BEGIN DATASET EXCERPTS
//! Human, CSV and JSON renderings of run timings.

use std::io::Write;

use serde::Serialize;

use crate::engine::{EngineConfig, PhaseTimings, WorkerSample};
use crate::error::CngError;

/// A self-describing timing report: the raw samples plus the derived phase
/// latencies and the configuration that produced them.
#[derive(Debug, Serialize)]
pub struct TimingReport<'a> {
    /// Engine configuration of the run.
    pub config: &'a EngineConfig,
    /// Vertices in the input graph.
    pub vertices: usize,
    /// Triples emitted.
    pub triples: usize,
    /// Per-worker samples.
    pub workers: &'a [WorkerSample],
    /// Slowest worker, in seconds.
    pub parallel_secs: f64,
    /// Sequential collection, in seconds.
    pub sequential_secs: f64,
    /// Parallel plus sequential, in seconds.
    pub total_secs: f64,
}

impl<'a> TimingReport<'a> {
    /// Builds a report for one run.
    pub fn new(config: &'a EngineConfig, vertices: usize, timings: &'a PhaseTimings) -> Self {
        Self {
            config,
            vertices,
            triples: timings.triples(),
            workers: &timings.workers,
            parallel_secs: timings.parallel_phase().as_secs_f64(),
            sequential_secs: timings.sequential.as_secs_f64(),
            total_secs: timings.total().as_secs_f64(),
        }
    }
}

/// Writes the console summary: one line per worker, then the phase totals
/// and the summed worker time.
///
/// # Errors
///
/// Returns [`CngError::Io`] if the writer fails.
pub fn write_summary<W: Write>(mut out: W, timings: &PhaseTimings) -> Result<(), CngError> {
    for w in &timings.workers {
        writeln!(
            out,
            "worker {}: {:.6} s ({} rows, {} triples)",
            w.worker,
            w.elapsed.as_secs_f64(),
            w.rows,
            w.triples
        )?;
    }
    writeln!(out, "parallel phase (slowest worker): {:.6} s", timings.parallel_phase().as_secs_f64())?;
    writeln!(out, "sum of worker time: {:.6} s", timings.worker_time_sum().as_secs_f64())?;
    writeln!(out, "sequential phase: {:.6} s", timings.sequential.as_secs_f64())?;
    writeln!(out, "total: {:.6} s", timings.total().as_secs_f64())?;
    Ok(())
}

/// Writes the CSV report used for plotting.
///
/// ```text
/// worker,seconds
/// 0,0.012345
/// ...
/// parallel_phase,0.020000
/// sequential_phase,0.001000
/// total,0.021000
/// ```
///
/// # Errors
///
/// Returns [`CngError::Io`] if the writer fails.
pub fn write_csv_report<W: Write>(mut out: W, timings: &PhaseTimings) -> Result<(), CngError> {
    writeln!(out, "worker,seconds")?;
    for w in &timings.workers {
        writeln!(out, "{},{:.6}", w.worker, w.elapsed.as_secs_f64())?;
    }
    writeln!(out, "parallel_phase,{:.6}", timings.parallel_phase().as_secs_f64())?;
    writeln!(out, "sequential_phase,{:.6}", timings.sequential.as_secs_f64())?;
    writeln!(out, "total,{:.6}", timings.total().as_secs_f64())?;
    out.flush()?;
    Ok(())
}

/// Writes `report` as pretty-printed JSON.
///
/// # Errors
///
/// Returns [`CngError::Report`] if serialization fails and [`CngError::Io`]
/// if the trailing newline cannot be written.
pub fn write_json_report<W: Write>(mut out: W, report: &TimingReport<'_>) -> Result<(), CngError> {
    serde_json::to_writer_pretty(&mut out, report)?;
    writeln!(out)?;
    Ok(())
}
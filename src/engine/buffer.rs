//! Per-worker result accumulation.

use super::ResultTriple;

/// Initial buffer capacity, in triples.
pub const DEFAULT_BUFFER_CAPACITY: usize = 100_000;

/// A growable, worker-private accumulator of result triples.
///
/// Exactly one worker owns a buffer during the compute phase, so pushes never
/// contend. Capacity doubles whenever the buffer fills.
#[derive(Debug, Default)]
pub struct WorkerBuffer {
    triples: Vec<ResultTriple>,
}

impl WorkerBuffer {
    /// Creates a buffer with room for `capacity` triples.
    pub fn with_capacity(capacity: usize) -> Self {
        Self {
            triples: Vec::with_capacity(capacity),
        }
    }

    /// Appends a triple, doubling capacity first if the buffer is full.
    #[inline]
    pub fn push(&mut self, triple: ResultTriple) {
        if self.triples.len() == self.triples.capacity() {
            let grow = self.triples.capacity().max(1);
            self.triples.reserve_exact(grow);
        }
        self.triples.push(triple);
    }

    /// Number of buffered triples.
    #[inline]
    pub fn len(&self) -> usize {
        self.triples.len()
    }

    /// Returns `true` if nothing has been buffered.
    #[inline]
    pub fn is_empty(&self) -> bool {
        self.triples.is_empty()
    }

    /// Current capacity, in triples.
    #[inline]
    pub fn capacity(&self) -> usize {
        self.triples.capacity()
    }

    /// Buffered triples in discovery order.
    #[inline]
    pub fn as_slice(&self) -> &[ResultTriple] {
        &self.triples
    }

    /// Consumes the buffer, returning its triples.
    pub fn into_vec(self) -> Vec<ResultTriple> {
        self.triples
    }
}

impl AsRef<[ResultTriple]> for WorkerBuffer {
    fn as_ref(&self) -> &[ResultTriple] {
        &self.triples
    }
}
END DATASET EXCERPTS
WHAT YOU SHOULD DO =>
In the records above, which lines hold the string "usize"? Copy each one.

ANSWER TO THIS PROBLEM =>
    pub vertices: usize,
    pub triples: usize,
    pub fn new(config: &'a EngineConfig, vertices: usize, timings: &'a PhaseTimings) -> Self {
pub const DEFAULT_BUFFER_CAPACITY: usize = 100_000;
    pub fn with_capacity(capacity: usize) -> Self {
    pub fn len(&self) -> usize {
    pub fn capacity(&self) -> usize {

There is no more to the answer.